Heineken’s net profit for the first six months of 2007 was EUR 302 million (USD 413 million), down 30 percent from EUR 433 million a year ago. The brewer said that net profit would have been up by more than 30 percent had it not been for the fine of EUR 219 million (USD 299 million) that the European Union slapped on Heineken this spring for price fixing practices during the late 1990s. Of course, Heineken denies that it was involved in price fixing. Appeals are likely to last until 2010, van Boxmeer said, and in the meanwhile he doubted any civil suits would be successful.
During the first half sales rose 6.8 percent to EUR 6.13 billion (USD 8.37 billion) from EUR 5.74 billion in the same period of 2006.
Heineken reiterated its forecast for 20 percent growth in earnings for 2007, before exceptional items such as the fine.
Heineken said its sales increase was driven by strong volumes, an improved sales mix and higher pricing. Growth in Eastern Europe and Africa, but also exceptionally mild weather, winter weather, in most parts of Europe helped to drive up sales.
The brewer was not the only one to register rising energy, grain and packaging costs. These will have added 8 percent to Heineken’s raw materials costs in 2007, the company said. But Chief Executive Officer Jean-Francois van Boxmeer said that the company had successfully passed those increases on to the market.
The company showed operating profit increases in all areas, with its most profitable Western European operations up 12 percent to EUR 332 million in EBIT (USD 454 million) on a 1 percent volume increase, due in part to cost savings.
In Central and Eastern Europe, already Heineken’s largest market by volume, volume growth was 12 percent and operating profit rose 34 percent to EUR 207 million (USD 283 million).
In the Americas, where Heineken has introduced a Heineken Light into the U.S. market in the past year, operating profit was up 5 percent to EUR 134 million (USD 183 million), with volumes up 4.3 percent.
Interestingly, van Boxmeer admitted that Heineken would not meet its target for the new light beer in the U.S. this year, but insisted the introduction was "going the right way".
In Africa, operating profit was up 34 percent to EUR 154 million euros (USD 210 million), passing the Americas in terms of importance to Heineken’s bottom line.
In Asia, profits rose 11 percent to EUR 52 million (USD 71 million).
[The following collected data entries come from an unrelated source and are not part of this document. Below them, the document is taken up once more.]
use std::fmt;

use crate::http::parser::{is_field_value_byte, is_token};

/// HTTP status codes.
///
/// Codes without a named variant are carried by `Other`.
#[derive(Debug, Clone, Copy, PartialEq, Eq)]
pub enum StatusCode {
    /// 200 OK
    Ok,
    /// 201 Created
    Created,
    /// 202 Accepted
    Accepted,
    /// 204 No Content
    NoContent,
    /// 301 Moved Permanently
    MovedPermanently,
    /// 302 Found
    Found,
    /// 304 Not Modified
    NotModified,
    /// 400 Bad Request
    BadRequest,
    /// 401 Unauthorized
    Unauthorized,
    /// 403 Forbidden
    Forbidden,
    /// 404 Not Found
    NotFound,
    /// 405 Method Not Allowed
    MethodNotAllowed,
    /// 408 Request Timeout
    RequestTimeout,
    /// 413 Payload Too Large
    PayloadTooLarge,
    /// 431 Request Header Fields Too Large
    RequestHeaderFieldsTooLarge,
    /// 500 Internal Server Error
    InternalServerError,
    /// 501 Not Implemented
    NotImplemented,
    /// 503 Service Unavailable
    ServiceUnavailable,
    /// Any other three-digit code
    Other(u16),
}

impl StatusCode {
    /// Returns the numeric HTTP status code.
    ///
    /// # Example
    ///
    /// ```
    /// # use toyhttpd::http::response::StatusCode;
    /// assert_eq!(StatusCode::Ok.as_u16(), 200);
    /// assert_eq!(StatusCode::NotFound.as_u16(), 404);
    /// ```
    pub fn as_u16(&self) -> u16 {
        match self {
            StatusCode::Ok => 200,
            StatusCode::Created => 201,
            StatusCode::Accepted => 202,
            StatusCode::NoContent => 204,
            StatusCode::MovedPermanently => 301,
            StatusCode::Found => 302,
            StatusCode::NotModified => 304,
            StatusCode::BadRequest => 400,
            StatusCode::Unauthorized => 401,
            StatusCode::Forbidden => 403,
            StatusCode::NotFound => 404,
            StatusCode::MethodNotAllowed => 405,
            StatusCode::RequestTimeout => 408,
            StatusCode::PayloadTooLarge => 413,
            StatusCode::RequestHeaderFieldsTooLarge => 431,
            StatusCode::InternalServerError => 500,
            StatusCode::NotImplemented => 501,
            StatusCode::ServiceUnavailable => 503,
            StatusCode::Other(code) => *code,
        }
    }

    /// Maps a numeric code to its variant, `None` outside `100..=999`.
    pub fn from_u16(code: u16) -> Option<Self> {
        let status = match code {
            200 => StatusCode::Ok,
            201 => StatusCode::Created,
            202 => StatusCode::Accepted,
            204 => StatusCode::NoContent,
            301 => StatusCode::MovedPermanently,
            302 => StatusCode::Found,
            304 => StatusCode::NotModified,
            400 => StatusCode::BadRequest,
            401 => StatusCode::Unauthorized,
            403 => StatusCode::Forbidden,
            404 => StatusCode::NotFound,
            405 => StatusCode::MethodNotAllowed,
            408 => StatusCode::RequestTimeout,
            413 => StatusCode::PayloadTooLarge,
            431 => StatusCode::RequestHeaderFieldsTooLarge,
            500 => StatusCode::InternalServerError,
            501 => StatusCode::NotImplemented,
            503 => StatusCode::ServiceUnavailable,
            100..=999 => StatusCode::Other(code),
            _ => return None,
        };
        Some(status)
    }

    /// Returns the standard HTTP reason phrase for this status code, or an
    /// empty phrase for unregistered codes.
    pub fn reason_phrase(&self) -> &'static str {
        match self {
            StatusCode::Ok => "OK",
            StatusCode::Created => "Created",
            StatusCode::Accepted => "Accepted",
            StatusCode::NoContent => "No Content",
            StatusCode::MovedPermanently => "Moved Permanently",
            StatusCode::Found => "Found",
            StatusCode::NotModified => "Not Modified",
            StatusCode::BadRequest => "Bad Request",
            StatusCode::Unauthorized => "Unauthorized",
            StatusCode::Forbidden => "Forbidden",
            StatusCode::NotFound => "Not Found",
            StatusCode::MethodNotAllowed => "Method Not Allowed",
            StatusCode::RequestTimeout => "Request Timeout",
            StatusCode::PayloadTooLarge => "Payload Too Large",
            StatusCode::RequestHeaderFieldsTooLarge => "Request Header Fields Too Large",
            StatusCode::InternalServerError => "Internal Server Error",
            StatusCode::NotImplemented => "Not Implemented",
            StatusCode::ServiceUnavailable => "Service Unavailable",
            StatusCode::Other(code) => other_reason_phrase(*code),
        }
    }
}

fn other_reason_phrase(code: u16) -> &'static str {
    match code {
        100 => "Continue",
        101 => "Switching Protocols",
        203 => "Non-Authoritative Information",
        205 => "Reset Content",
        206 => "Partial Content",
        300 => "Multiple Choices",
        303 => "See Other",
        307 => "Temporary Redirect",
        308 => "Permanent Redirect",
        402 => "Payment Required",
        406 => "Not Acceptable",
        407 => "Proxy Authentication Required",
        409 => "Conflict",
        410 => "Gone",
        411 => "Length Required",
        412 => "Precondition Failed",
        414 => "URI Too Long",
        415 => "Unsupported Media Type",
        416 => "Range Not Satisfiable",
        417 => "Expectation Failed",
        418 => "I'm a teapot",
        421 => "Misdirected Request",
        422 => "Unprocessable Entity",
        425 => "Too Early",
        426 => "Upgrade Required",
        428 => "Precondition Required",
        429 => "Too Many Requests",
        451 => "Unavailable For Legal Reasons",
        502 => "Bad Gateway",
        504 => "Gateway Timeout",
        505 => "HTTP Version Not Supported",
        _ => "",
    }
}

impl fmt::Display for StatusCode {
    fn fmt(&self, f: &mut fmt::Formatter<'_>) -> fmt::Result {
        write!(f, "{} {}", self.as_u16(), self.reason_phrase())
    }
}

/// Returned when a handler touches a response after `end()` or hands it
/// something that cannot go on the wire.
#[derive(Debug, Clone, Copy, PartialEq, Eq)]
pub enum ResponseError {
    Ended,
    /// Header name is not a token or the value holds control characters
    InvalidHeader,
    /// Status code outside `100..=999`
    InvalidStatus(u16),
}

impl fmt::Display for ResponseError {
    fn fmt(&self, f: &mut fmt::Formatter<'_>) -> fmt::Result {
        match self {
            ResponseError::Ended => f.write_str("response already ended"),
            ResponseError::InvalidHeader => f.write_str("invalid response header"),
            ResponseError::InvalidStatus(code) => write!(f, "invalid status code {code}"),
        }
    }
}

impl std::error::Error for ResponseError {}

/// Response under construction by a handler.
///
/// The body is buffered in memory: `write` appends, `end` seals. Once
/// sealed, the status, headers and body can no longer change and the
/// connection serializes the response exactly once.
#[derive(Debug)]
pub struct Response {
    status: StatusCode,
    headers: Vec<(String, String)>,
    body: Vec<u8>,
    ended: bool,
}

impl Default for Response {
    fn default() -> Self {
        Self::new()
    }
}

impl Response {
    /// Fresh, unsealed `200 OK` response with no headers and an empty body.
    pub fn new() -> Self {
        Self {
            status: StatusCode::Ok,
            headers: Vec::new(),
            body: Vec::new(),
            ended: false,
        }
    }

    /// Sealed response carrying a plain-text message, used for failures
    /// the server answers on its own.
    pub fn error(status: StatusCode, message: &str) -> Self {
        Self {
            status,
            headers: vec![(
                "Content-Type".to_string(),
                "text/plain; charset=utf-8".to_string(),
            )],
            body: message.as_bytes().to_vec(),
            ended: true,
        }
    }

    pub fn status(&self) -> StatusCode {
        self.status
    }

    pub fn set_status(&mut self, status: StatusCode) -> Result<(), ResponseError> {
        self.ensure_open()?;
        self.status = status;
        Ok(())
    }

    /// Sets the status from its numeric code.
    pub fn set_status_code(&mut self, code: u16) -> Result<(), ResponseError> {
        let status = StatusCode::from_u16(code).ok_or(ResponseError::InvalidStatus(code))?;
        self.set_status(status)
    }

    /// Sets a header, replacing any existing value with the same name
    /// (compared case-insensitively).
    ///
    /// The name must be a token and the value must not contain control
    /// characters other than HTAB, so a value can never end the header line.
    pub fn set_header(
        &mut self,
        name: impl Into<String>,
        value: impl Into<String>,
    ) -> Result<(), ResponseError> {
        self.ensure_open()?;
        let name = name.into();
        let value = value.into();
        if !is_token(&name) || !value.bytes().all(is_field_value_byte) {
            return Err(ResponseError::InvalidHeader);
        }

        match self
            .headers
            .iter_mut()
            .find(|(k, _)| k.eq_ignore_ascii_case(&name))
        {
            Some(entry) => *entry = (name, value),
            None => self.headers.push((name, value)),
        }
        Ok(())
    }

    pub fn header(&self, name: &str) -> Option<&str> {
        self.headers
            .iter()
            .find(|(k, _)| k.eq_ignore_ascii_case(name))
            .map(|(_, v)| v.as_str())
    }

    pub fn headers(&self) -> &[(String, String)] {
        &self.headers
    }

    /// Appends to the buffered body.
    pub fn write(&mut self, data: impl AsRef<[u8]>) -> Result<(), ResponseError> {
        self.ensure_open()?;
        self.body.extend_from_slice(data.as_ref());
        Ok(())
    }

    /// Seals the response.
    pub fn end(&mut self) -> Result<(), ResponseError> {
        self.ensure_open()?;
        self.ended = true;
        Ok(())
    }

    /// Appends `data` and seals the response.
    pub fn end_with(&mut self, data: impl AsRef<[u8]>) -> Result<(), ResponseError> {
        self.write(data)?;
        self.end()
    }

    pub fn is_ended(&self) -> bool {
        self.ended
    }

    pub fn body(&self) -> &[u8] {
        &self.body
    }

    /// Seal whatever has been written so far; no-op when already sealed.
    pub(crate) fn seal(&mut self) {
        self.ended = true;
    }

    fn ensure_open(&self) -> Result<(), ResponseError> {
        if self.ended {
            Err(ResponseError::Ended)
        } else {
            Ok(())
        }
    }
}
Heineken N.V. changed its dividend policy at the beginning of the year, increasing the dividend payout ratio to 30 percent to 35 percent of net profit versus the previous range of 20 percent to 25 percent. The interim dividend is now fixed at 40 percent of the total dividend of the previous year. Accordingly, an interim dividend of EUR 0.24 per share of EUR 1.60 nominal value will be paid on 20 September 2007.